§ TASK INPUT:
☆ ☆ ☆ ☆ ☆

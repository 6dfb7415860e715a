use std::collections::VecDeque;
use std::path::PathBuf;

use chrono::{DateTime, Local};

use crate::pipeline::PredictionRow;
use crate::predict::MatchInput;
use crate::vote_pick::{VOTE_ROWS, VoteBatch, VoteRow, analyze_vote_rows};

#[derive(Debug, Clone, Copy, PartialEq, Eq)]
pub enum Screen {
    Predictor,
    Votes,
}

#[derive(Debug, Clone, Copy, PartialEq, Eq)]
pub enum VoteField {
    Label,
    Odds,
    Votes,
}

impl VoteField {
    pub fn next(self) -> Self {
        match self {
            VoteField::Label => VoteField::Odds,
            VoteField::Odds => VoteField::Votes,
            VoteField::Votes => VoteField::Label,
        }
    }

    pub fn prev(self) -> Self {
        match self {
            VoteField::Label => VoteField::Votes,
            VoteField::Odds => VoteField::Label,
            VoteField::Votes => VoteField::Odds,
        }
    }

    pub fn title(self) -> &'static str {
        match self {
            VoteField::Label => "Match",
            VoteField::Odds => "Odds (W,D,L)",
            VoteField::Votes => "Votes % (W,D,L)",
        }
    }
}

/// Free-text path entry for loading a match file.
#[derive(Debug, Clone, Default, PartialEq, Eq)]
pub struct PathPrompt {
    pub buffer: String,
}

#[derive(Debug, Clone, Default, PartialEq, Eq)]
pub struct AnalysisStatus {
    pub running: bool,
    pub current: usize,
    pub total: usize,
    pub message: String,
}

#[derive(Debug, Clone)]
pub struct AppState {
    pub screen: Screen,
    pub source_path: Option<PathBuf>,
    pub inputs: Vec<MatchInput>,
    pub predictions: Vec<PredictionRow>,
    pub selected: usize,
    pub analysis: AnalysisStatus,
    pub analyzed_at: Option<DateTime<Local>>,
    pub path_prompt: Option<PathPrompt>,
    pub vote_rows: Vec<VoteRow>,
    pub vote_row: usize,
    pub vote_field: VoteField,
    pub vote_result: Option<VoteBatch>,
    pub logs: VecDeque<String>,
    pub help_overlay: bool,
}

impl Default for AppState {
    fn default() -> Self {
        Self::new()
    }
}

impl AppState {
    pub fn new() -> Self {
        Self {
            screen: Screen::Predictor,
            source_path: None,
            inputs: Vec::new(),
            predictions: Vec::new(),
            selected: 0,
            analysis: AnalysisStatus::default(),
            analyzed_at: None,
            path_prompt: None,
            vote_rows: vec![VoteRow::default(); VOTE_ROWS],
            vote_row: 0,
            vote_field: VoteField::Label,
            vote_result: None,
            logs: VecDeque::new(),
            help_overlay: false,
        }
    }

    pub fn push_log(&mut self, msg: impl Into<String>) {
        const MAX_LOGS: usize = 200;
        self.logs.push_back(msg.into());
        while self.logs.len() > MAX_LOGS {
            self.logs.pop_front();
        }
    }

    pub fn selected_prediction(&self) -> Option<&PredictionRow> {
        self.predictions.get(self.selected)
    }

    pub fn select_next(&mut self) {
        let len = self.predictions.len().max(self.inputs.len());
        if len == 0 {
            self.selected = 0;
            return;
        }
        self.selected = (self.selected + 1).min(len - 1);
    }

    pub fn select_prev(&mut self) {
        self.selected = self.selected.saturating_sub(1);
    }

    pub fn vote_cell(&self, row: usize, field: VoteField) -> &str {
        let Some(r) = self.vote_rows.get(row) else {
            return "";
        };
        match field {
            VoteField::Label => &r.label,
            VoteField::Odds => &r.odds,
            VoteField::Votes => &r.votes,
        }
    }

    fn vote_cell_mut(&mut self) -> Option<&mut String> {
        let field = self.vote_field;
        let r = self.vote_rows.get_mut(self.vote_row)?;
        Some(match field {
            VoteField::Label => &mut r.label,
            VoteField::Odds => &mut r.odds,
            VoteField::Votes => &mut r.votes,
        })
    }

    pub fn vote_type(&mut self, ch: char) {
        if let Some(cell) = self.vote_cell_mut() {
            cell.push(ch);
        }
    }

    pub fn vote_backspace(&mut self) {
        if let Some(cell) = self.vote_cell_mut() {
            cell.pop();
        }
    }

    pub fn vote_next_field(&mut self) {
        if self.vote_field == VoteField::Votes {
            self.vote_row = (self.vote_row + 1) % VOTE_ROWS;
        }
        self.vote_field = self.vote_field.next();
    }

    pub fn vote_prev_field(&mut self) {
        if self.vote_field == VoteField::Label {
            self.vote_row = (self.vote_row + VOTE_ROWS - 1) % VOTE_ROWS;
        }
        self.vote_field = self.vote_field.prev();
    }

    pub fn vote_down(&mut self) {
        self.vote_row = (self.vote_row + 1).min(VOTE_ROWS - 1);
    }

    pub fn vote_up(&mut self) {
        self.vote_row = self.vote_row.saturating_sub(1);
    }

    pub fn run_vote_picker(&mut self) {
        let batch = analyze_vote_rows(&self.vote_rows);
        match &batch {
            VoteBatch::Blank => self.push_log("[WARN] Vote sheet is empty"),
            VoteBatch::Picks(lines) => {
                self.push_log(format!("[INFO] Picked {} vote rows", lines.len()))
            }
        }
        self.vote_result = Some(batch);
    }

    pub fn clear_votes(&mut self) {
        self.vote_rows = vec![VoteRow::default(); VOTE_ROWS];
        self.vote_row = 0;
        self.vote_field = VoteField::Label;
        self.vote_result = None;
    }
}

/// Requests from the dashboard to the analysis worker.
#[derive(Debug, Clone)]
pub enum ProviderCommand {
    Analyze(Vec<MatchInput>),
    ClearCache,
}

/// Updates from the analysis worker.
#[derive(Debug, Clone)]
pub enum Delta {
    AnalysisStarted { total: usize },
    AnalysisProgress { current: usize, total: usize, message: String },
    SetPredictions(Vec<PredictionRow>),
    Log(String),
}

pub fn apply_delta(state: &mut AppState, delta: Delta) {
    match delta {
        Delta::AnalysisStarted { total } => {
            state.analysis = AnalysisStatus {
                running: true,
                current: 0,
                total,
                message: "Starting analysis".to_string(),
            };
        }
        Delta::AnalysisProgress {
            current,
            total,
            message,
        } => {
            state.analysis.current = current;
            state.analysis.total = total;
            state.analysis.message = message;
        }
        Delta::SetPredictions(rows) => {
            let degraded = rows.iter().filter(|r| r.degraded()).count();
            if degraded > 0 {
                state.push_log(format!(
                    "[WARN] {degraded} of {} matches scored with neutral form",
                    rows.len()
                ));
            }
            state.push_log(format!("[INFO] Analysis complete: {} matches", rows.len()));
            state.predictions = rows;
            if state.selected >= state.predictions.len() {
                state.selected = state.predictions.len().saturating_sub(1);
            }
            state.analysis.running = false;
            state.analysis.message = "Analysis complete".to_string();
            state.analyzed_at = Some(Local::now());
        }
        Delta::Log(msg) => state.push_log(msg),
    }
}
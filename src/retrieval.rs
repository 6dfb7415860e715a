use serde::Serialize;

/// Outcome of a best-effort fetch from a remote source.
#[derive(Debug, Clone, PartialEq)]
pub enum Retrieval<T> {
    Retrieved(T),
    /// The source answered but had nothing usable.
    Empty,
    Failed(String),
}

impl<T> Retrieval<T> {
    pub fn from_result(result: anyhow::Result<Option<T>>) -> Self {
        match result {
            Ok(Some(value)) => Retrieval::Retrieved(value),
            Ok(None) => Retrieval::Empty,
            Err(err) => Retrieval::Failed(format!("{err:#}")),
        }
    }

    pub fn status(&self) -> RetrievalStatus {
        match self {
            Retrieval::Retrieved(_) => RetrievalStatus::Retrieved,
            Retrieval::Empty => RetrievalStatus::Empty,
            Retrieval::Failed(_) => RetrievalStatus::Failed,
        }
    }

    pub fn is_failed(&self) -> bool {
        matches!(self, Retrieval::Failed(_))
    }
}

impl<T: Default> Retrieval<T> {
    pub fn into_value_or_default(self) -> T {
        match self {
            Retrieval::Retrieved(value) => value,
            Retrieval::Empty | Retrieval::Failed(_) => T::default(),
        }
    }
}

#[derive(Debug, Clone, Copy, PartialEq, Eq, Serialize)]
#[serde(rename_all = "snake_case")]
pub enum RetrievalStatus {
    Retrieved,
    Empty,
    Failed,
}

impl RetrievalStatus {
    pub fn label(self) -> &'static str {
        match self {
            RetrievalStatus::Retrieved => "retrieved",
            RetrievalStatus::Empty => "no data",
            RetrievalStatus::Failed => "fetch failed",
        }
    }
}
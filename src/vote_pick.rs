/// Number of rows on the vote sheet.
pub const VOTE_ROWS: usize = 14;
/// A vote share at or above this percentage is a single pick.
pub const DECISIVE_THRESHOLD: f64 = 70.0;

pub const BLANK_BATCH_WARNING: &str = "Enter match data first";

/// Win/draw/loss from the home side's point of view, in the order votes are written.
#[derive(Debug, Clone, Copy, PartialEq, Eq)]
pub enum VoteOutcome {
    Win,
    Draw,
    Loss,
}

impl VoteOutcome {
    const ORDER: [VoteOutcome; 3] = [VoteOutcome::Win, VoteOutcome::Draw, VoteOutcome::Loss];

    pub fn label(self) -> &'static str {
        match self {
            VoteOutcome::Win => "win",
            VoteOutcome::Draw => "draw",
            VoteOutcome::Loss => "loss",
        }
    }
}

/// One row of free-text input. The odds text is carried along but never read by the picker.
#[derive(Debug, Clone, Default, PartialEq, Eq)]
pub struct VoteRow {
    pub label: String,
    pub odds: String,
    pub votes: String,
}

impl VoteRow {
    pub fn new(label: impl Into<String>, odds: impl Into<String>, votes: impl Into<String>) -> Self {
        Self {
            label: label.into(),
            odds: odds.into(),
            votes: votes.into(),
        }
    }
}

#[derive(Debug, Clone, Copy, PartialEq)]
pub enum VotePick {
    Decisive(VoteOutcome),
    ConsiderMultiple,
    DataError,
}

#[derive(Debug, Clone, PartialEq)]
pub struct VotePickLine {
    pub label: String,
    pub pick: VotePick,
}

impl VotePickLine {
    pub fn message(&self) -> String {
        match self.pick {
            VotePick::Decisive(outcome) => {
                format!("{} -> single pick ({})", self.label, outcome.label())
            }
            VotePick::ConsiderMultiple => format!("{} -> consider multiple outcomes", self.label),
            VotePick::DataError => format!("{} -> data error", self.label),
        }
    }
}

#[derive(Debug, Clone, PartialEq)]
pub enum VoteBatch {
    /// Every match label was blank; nothing was evaluated.
    Blank,
    Picks(Vec<VotePickLine>),
}

impl VoteBatch {
    pub fn messages(&self) -> Vec<String> {
        match self {
            VoteBatch::Blank => vec![BLANK_BATCH_WARNING.to_string()],
            VoteBatch::Picks(lines) => lines.iter().map(VotePickLine::message).collect(),
        }
    }
}

/// Parse `"win,draw,loss"` percentages. Exactly three finite numbers are accepted.
pub fn parse_votes(raw: &str) -> Option<[f64; 3]> {
    let mut out = [0.0; 3];
    let mut parts = raw.split(',');
    for slot in &mut out {
        let value = parts.next()?.trim().parse::<f64>().ok()?;
        if !value.is_finite() {
            return None;
        }
        *slot = value;
    }
    if parts.next().is_some() {
        return None;
    }
    Some(out)
}

/// Highest share wins, first of win/draw/loss on ties; below the threshold nothing is picked.
pub fn pick_for_votes(votes: [f64; 3]) -> VotePick {
    let mut best = 0usize;
    for (idx, value) in votes.iter().enumerate().skip(1) {
        if *value > votes[best] {
            best = idx;
        }
    }
    if votes[best] >= DECISIVE_THRESHOLD {
        VotePick::Decisive(VoteOutcome::ORDER[best])
    } else {
        VotePick::ConsiderMultiple
    }
}

pub fn pick_row(row: &VoteRow) -> VotePickLine {
    let pick = match parse_votes(&row.votes) {
        Some(votes) => pick_for_votes(votes),
        None => VotePick::DataError,
    };
    VotePickLine {
        label: row.label.clone(),
        pick,
    }
}

pub fn analyze_vote_rows(rows: &[VoteRow]) -> VoteBatch {
    if rows.iter().all(|row| row.label.trim().is_empty()) {
        return VoteBatch::Blank;
    }
    VoteBatch::Picks(rows.iter().map(pick_row).collect())
}

#[cfg(test)]
mod tests {
    use super::*;

    #[test]
    fn wrong_arity_rejected() {
        assert_eq!(parse_votes("80,20"), None);
        assert_eq!(parse_votes("80,10,5,5"), None);
        assert_eq!(parse_votes(""), None);
    }

    #[test]
    fn whitespace_tolerated() {
        assert_eq!(parse_votes(" 80 , 10,10 "), Some([80.0, 10.0, 10.0]));
    }

    #[test]
    fn non_finite_rejected() {
        assert_eq!(parse_votes("nan,10,10"), None);
        assert_eq!(parse_votes("inf,10,10"), None);
    }
}
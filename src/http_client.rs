use std::time::Duration;

use anyhow::{Context, Result};
use once_cell::sync::OnceCell;
use reqwest::blocking::Client;
use reqwest::header::USER_AGENT;

pub const BROWSER_USER_AGENT: &str = "Mozilla/5.0";

static CLIENT: OnceCell<Client> = OnceCell::new();

/// Shared blocking client. The timeout of the first caller wins for the whole process.
pub fn http_client(timeout: Duration) -> Result<&'static Client> {
    CLIENT.get_or_try_init(|| {
        Client::builder()
            .timeout(timeout)
            .build()
            .context("failed to build http client")
    })
}

/// GET a page as text, failing on non-success status codes.
pub fn fetch_text(client: &Client, url: &str) -> Result<String> {
    let resp = client
        .get(url)
        .header(USER_AGENT, BROWSER_USER_AGENT)
        .send()
        .context("request failed")?;
    let status = resp.status();
    let body = resp.text().context("failed reading body")?;
    if !status.is_success() {
        return Err(anyhow::anyhow!("http {}: {}", status, truncate(&body, 200)));
    }
    Ok(body)
}

fn truncate(s: &str, max: usize) -> &str {
    match s.char_indices().nth(max) {
        Some((idx, _)) => &s[..idx],
        None => s,
    }
}
/// A bare word: prefixed name, `a`, boolean, or SPARQL-style directive.
fn parse_word(input: &mut Input<'_>) -> ModalResult<TokenKind> {
    let start = input.checkpoint();

    let first_char = input
        .chars()
        .next()
        .ok_or_else(|| winnow::error::ErrMode::Backtrack(ContextError::new()))?;
    if !is_pn_chars_u(first_char) {
        return Err(winnow::error::ErrMode::Backtrack(ContextError::new()));
    }

    let mut word = String::new();
    let c: char = any.parse_next(input)?;
    word.push(c);

    loop {
        let chunk: &str = take_while(0.., is_pn_chars).parse_next(input)?;
        word.push_str(chunk);

        // Middle dots only
        if input.starts_with('.') {
            let rest = &input.as_ref()[1..];
            if rest.chars().next().is_some_and(is_pn_chars) {
                '.'.parse_next(input)?;
                word.push('.');
                continue;
            }
        }
        break;
    }

    if peek(opt(':')).parse_next(input)?.is_some() {
        ':'.parse_next(input)?;
        let local = opt(parse_pn_local).parse_next(input)?;
        return Ok(match local {
            Some(local) => TokenKind::PrefixedName {
                prefix: Arc::from(word.as_str()),
                local: Arc::from(local.as_str()),
            },
            None => TokenKind::PrefixedNameNs(Arc::from(word.as_str())),
        });
    }

    match word.as_str() {
        "a" => Ok(TokenKind::A),
        "true" => Ok(TokenKind::Boolean(true)),
        "false" => Ok(TokenKind::Boolean(false)),
        _ if word.eq_ignore_ascii_case("prefix") => Ok(TokenKind::SparqlPrefix),
        _ if word.eq_ignore_ascii_case("base") => Ok(TokenKind::SparqlBase),
        _ => {
            input.reset(&start);
            Err(winnow::error::ErrMode::Backtrack(ContextError::new()))
        }
    }
}

fn parse_pn_local(input: &mut Input<'_>) -> ModalResult<String> {
    let first_char = input
        .chars()
        .next()
        .ok_or_else(|| winnow::error::ErrMode::Backtrack(ContextError::new()))?;
    if !(is_pn_chars_u(first_char) || first_char.is_ascii_digit()) {
        return Err(winnow::error::ErrMode::Backtrack(ContextError::new()));
    }

    let mut result = String::new();
    loop {
        let chunk: &str = take_while(0.., is_pn_chars).parse_next(input)?;
        result.push_str(chunk);

        if input.starts_with('.') {
            let rest = &input.as_ref()[1..];
            if rest.chars().next().is_some_and(is_pn_chars) {
                '.'.parse_next(input)?;
                result.push('.');
                continue;
            }
        }
        break;
    }

    if result.is_empty() {
        return Err(winnow::error::ErrMode::Backtrack(ContextError::new()));
    }
    Ok(result)
}

fn parse_string(input: &mut Input<'_>) -> ModalResult<TokenKind> {
    alt((
        delimited('"', |i: &mut Input<'_>| parse_string_content(i, '"'), '"'),
        delimited('\'', |i: &mut Input<'_>| parse_string_content(i, '\''), '\''),
    ))
    .map(|s| TokenKind::String(Arc::from(s)))
    .parse_next(input)
}

fn parse_string_content(input: &mut Input<'_>, quote: char) -> ModalResult<String> {
    let mut result = String::new();

    loop {
        let chunk: &str =
            take_while(0.., |c| c != quote && c != '\\' && c != '\n' && c != '\r')
                .parse_next(input)?;
        result.push_str(chunk);

        if input.is_empty() || input.starts_with(quote) {
            break;
        }

        if input.starts_with('\\') {
            '\\'.parse_next(input)?;
            let c: char = any.parse_next(input)?;
            match c {
                't' => result.push('\t'),
                'b' => result.push('\x08'),
                'n' => result.push('\n'),
                'r' => result.push('\r'),
                'f' => result.push('\x0C'),
                '"' => result.push('"'),
                '\'' => result.push('\''),
                '\\' => result.push('\\'),
                'u' => {
                    let hex: &str =
                        take_while(4..=4, AsChar::is_hex_digit).parse_next(input)?;
                    let code = u32::from_str_radix(hex, 16)
                        .map_err(|_| winnow::error::ErrMode::Backtrack(ContextError::new()))?;
                    result.push(char::from_u32(code).ok_or_else(|| {
                        winnow::error::ErrMode::Backtrack(ContextError::new())
                    })?);
                }
                _ => return Err(winnow::error::ErrMode::Backtrack(ContextError::new())),
            }
        } else {
            break;
        }
    }

    Ok(result)
}

fn parse_number(input: &mut Input<'_>) -> ModalResult<TokenKind> {
    alt((parse_double_num, parse_decimal_num, parse_integer_num)).parse_next(input)
}

fn parse_integer_num(input: &mut Input<'_>) -> ModalResult<TokenKind> {
    let lexical: &str = (opt(one_of(['+', '-'])), digit1).take().parse_next(input)?;

    if peek(opt(one_of(['e', 'E']))).parse_next(input)?.is_some() {
        return Err(winnow::error::ErrMode::Backtrack(ContextError::new()));
    }
    if input.starts_with('.') {
        let rest = &input.as_ref()[1..];
        if rest.chars().next().is_some_and(|c| c.is_ascii_digit()) {
            return Err(winnow::error::ErrMode::Backtrack(ContextError::new()));
        }
    }

    Ok(TokenKind::Integer(Arc::from(lexical)))
}

fn parse_decimal_num(input: &mut Input<'_>) -> ModalResult<TokenKind> {
    let lexical: &str = (opt(one_of(['+', '-'])), digit1, '.', digit1)
        .take()
        .parse_next(input)?;

    if peek(opt(one_of(['e', 'E']))).parse_next(input)?.is_some() {
        return Err(winnow::error::ErrMode::Backtrack(ContextError::new()));
    }

    Ok(TokenKind::Decimal(Arc::from(lexical)))
}
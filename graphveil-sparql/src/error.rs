//! Parse error type

use thiserror::Error;

/// Errors produced while lexing or parsing a query.
#[derive(Debug, Error)]
pub enum ParseError {
    /// Lexical error with byte position
    #[error("lexical error at byte {position}: {message}")]
    Lex {
        /// Byte offset into the input
        position: usize,
        /// What went wrong
        message: String,
    },

    /// Syntax error with byte position
    #[error("syntax error at byte {position}: {message}")]
    Syntax {
        /// Byte offset into the input
        position: usize,
        /// What went wrong
        message: String,
    },
}

impl ParseError {
    /// Create a lexical error.
    pub fn lex(position: usize, message: impl Into<String>) -> Self {
        Self::Lex {
            position,
            message: message.into(),
        }
    }

    /// Create a syntax error.
    pub fn syntax(position: usize, message: impl Into<String>) -> Self {
        Self::Syntax {
            position,
            message: message.into(),
        }
    }
}

/// Result type alias for parsing operations.
pub type Result<T> = std::result::Result<T, ParseError>;
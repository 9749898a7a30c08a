//! Ground-triple store.
//!
//! Triples are stored in insertion order with a by-predicate index; that
//! is the only index the rewriter's probes need, since every probe either
//! scans a pattern with a ground predicate or is small enough to scan
//! outright.

use std::path::Path;

use graphveil_core::{Iri, Term};
use rustc_hash::FxHashMap;
use tracing::debug;

use crate::error::{GraphError, Result};
use crate::turtle;

/// A ground triple in the dataset.
///
/// Subjects and objects are IRIs, literals, or blank nodes; predicates are
/// always IRIs.
#[derive(Clone, Debug, PartialEq, Eq, Hash)]
pub struct DataTriple {
    pub subject: Term,
    pub predicate: Iri,
    pub object: Term,
}

impl DataTriple {
    /// Create a data triple.
    pub fn new(subject: Term, predicate: Iri, object: Term) -> Self {
        Self {
            subject,
            predicate,
            object,
        }
    }
}

/// In-memory triple store.
#[derive(Debug, Default)]
pub struct Graph {
    triples: Vec<DataTriple>,
    by_predicate: FxHashMap<Iri, Vec<usize>>,
}

impl Graph {
    /// Create an empty graph.
    pub fn new() -> Self {
        Self::default()
    }

    /// Load a graph from a Turtle file.
    pub fn load_turtle_file(path: impl AsRef<Path>) -> Result<Self> {
        let path = path.as_ref();
        let source = std::fs::read_to_string(path).map_err(|source| GraphError::Io {
            path: path.to_path_buf(),
            source,
        })?;
        let graph = Self::parse_turtle(&source)?;
        debug!(path = %path.display(), triples = graph.len(), "loaded dataset");
        Ok(graph)
    }

    /// Parse a graph from a Turtle document.
    pub fn parse_turtle(source: &str) -> Result<Self> {
        let mut graph = Graph::new();
        for triple in turtle::parse_turtle(source)? {
            graph.insert(triple);
        }
        Ok(graph)
    }

    /// Insert a triple. Returns false if it was already present.
    pub fn insert(&mut self, triple: DataTriple) -> bool {
        if let Some(bucket) = self.by_predicate.get(&triple.predicate) {
            if bucket.iter().any(|&i| self.triples[i] == triple) {
                return false;
            }
        }
        self.by_predicate
            .entry(triple.predicate.clone())
            .or_default()
            .push(self.triples.len());
        self.triples.push(triple);
        true
    }

    /// Number of triples.
    pub fn len(&self) -> usize {
        self.triples.len()
    }

    /// True if the graph holds no triples.
    pub fn is_empty(&self) -> bool {
        self.triples.is_empty()
    }

    /// All triples, in insertion order.
    pub fn triples(&self) -> impl Iterator<Item = &DataTriple> {
        self.triples.iter()
    }

    /// Triples matching the given (optional) components.
    pub fn matching(
        &self,
        subject: Option<&Term>,
        predicate: Option<&Iri>,
        object: Option<&Term>,
    ) -> Vec<&DataTriple> {
        let matches = |t: &DataTriple| {
            subject.is_none_or(|s| t.subject == *s)
                && object.is_none_or(|o| t.object == *o)
        };

        match predicate {
            Some(p) => match self.by_predicate.get(p) {
                Some(bucket) => bucket
                    .iter()
                    .map(|&i| &self.triples[i])
                    .filter(|t| matches(t))
                    .collect(),
                None => Vec::new(),
            },
            None => self.triples.iter().filter(|t| matches(t)).collect(),
        }
    }

    /// Objects of all `(subject, predicate, ?)` triples.
    pub fn objects(&self, subject: &Term, predicate: &Iri) -> Vec<&Term> {
        self.matching(Some(subject), Some(predicate), None)
            .into_iter()
            .map(|t| &t.object)
            .collect()
    }
}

☆ ☆ ☆ ☆ ☆

Working from the records above, write out verbatim only the lines from the line containing "if let Some(bucket)" through the line containing "pub fn len(&self)".

        if let Some(bucket) = self.by_predicate.get(&triple.predicate) {
            if bucket.iter().any(|&i| self.triples[i] == triple) {
                return false;
            }
        }
        self.by_predicate
            .entry(triple.predicate.clone())
            .or_default()
            .push(self.triples.len());
        self.triples.push(triple);
        true
    }

    /// Number of triples.
    pub fn len(&self) -> usize {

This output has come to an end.